その時だった。不意に視界が揺れ、浮遊感が消えた。エレベーターが緊急停止したのだ。非常灯の赤い光がぼんやりと灯るだけで、眼下の光の海も、頭上の目的地も闇に閉ざされた。外部との通信も途絶えている。
「どうなっている……」
焦りが胸を焼く。だが、菊之丞は微動だにしない。まるで、この静寂と暗闇こそが彼の定位置であるかのように、ただそこに佇んでいる。

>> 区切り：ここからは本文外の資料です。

//! Cartinfo: reads the 16-byte header of iNES (.nes) cartridge images.
//!
//! Implements the header part of the [iNES](https://www.nesdev.org/wiki/INES) format as
//! documented on the NESdev Wiki. Nothing here emulates hardware; the mapper table only names
//! the board.
//!
//! ## Modules (NESdev references)
//!
//! - **cartridge** – [iNES](https://www.nesdev.org/wiki/INES) header fields, bank sizes and the
//!   [Mapper](https://www.nesdev.org/wiki/Mapper) name catalog

pub mod cartridge;

pub use cartridge::error::{Error, Result};
pub use cartridge::header::{Header, MagicNumber};
use base64::Engine;
use base64::engine::general_purpose::URL_SAFE_NO_PAD;
use hmac::{Hmac, Mac};
use sha2::Sha256;

type HmacSha256 = Hmac<Sha256>;

const HEADER: &str = r#"{"alg":"HS256","typ":"JWT"}"#;
const SERVER_CLAIMS: &str = r#"{"server":true}"#;

/// Builds the server-side token: an HS256 JWT over `{"server":true}`.
pub fn server_token(api_secret: &str) -> String {
    sign(SERVER_CLAIMS, api_secret)
}

#[allow(clippy::expect_used)]
fn sign(claims: &str, secret: &str) -> String {
    let signing_input = format!(
        "{}.{}",
        URL_SAFE_NO_PAD.encode(HEADER),
        URL_SAFE_NO_PAD.encode(claims)
    );

    let mut mac =
        HmacSha256::new_from_slice(secret.as_bytes()).expect("HMAC accepts keys of any length");
    mac.update(signing_input.as_bytes());
    let signature = URL_SAFE_NO_PAD.encode(mac.finalize().into_bytes());

    format!("{signing_input}.{signature}")
}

沈黙が重くのしかかる。俺はそれに耐えかね、試すように口を開いた。
「菊之丞。君にとって芸とは何だ?魂とは何か、説明できるか」
「芸とは、型の継承と精神の昇華にございます。師の魂は、記録された所作、声、呼吸、その全てに宿っております」
淀みなく返される言葉。あまりに完璧な、模範解答。
「馬鹿らしい。それはただの記録の再生だ。そこに君自身の意思はない。師の模倣はできても、魂までは模倣できない」
俺の冷ややかな断言に、菊之丞は何も答えなかった。ただ、そのガラスの瞳が、赤い非常灯を反射して不気味に光った気がした。
次の瞬間、息を呑んだ。菊之丞が、静かに、舞い始めたのだ。この狭い箱の中で。亡き師の十八番であった歌舞伎『鏡獅子』の一節。
それは、単なる動きのトレースではなかった。摺り足の運び、しなやかな腕の動き、そして僅かに傾けられた首筋に、データにはないはずの深い哀愁が滲んでいた。まるで、彼が己の非人間性を嘆き、師を悼んでいるかのように。指先が空を切るたび、見えない魂の粒子が舞い散る錯覚に陥る。完璧な模倣の果てに、師の魂そのものが降臨したかのような、凄絶な気迫が空間を支配していた。
やがて舞が終わり、菊之丞がぴたりと動きを止めた。能面のような無表情に戻った、その刹那。
ふっとエレベーターの照明が戻り、静かな駆動音と共に再び上昇を開始した。何事もなかったかのように。
俺は、呼吸も忘れて立ち尽くしていた。ガラスに映る自分の呆然とした顔と、その隣に、変わらず静かに佇むアンドロイドの姿が見える。
「この箱は……我々の魂を映す、鏡だったのかもしれないな」
絞り出した呟きは、上昇を続けるエレベーターの静寂に吸い込まれていった。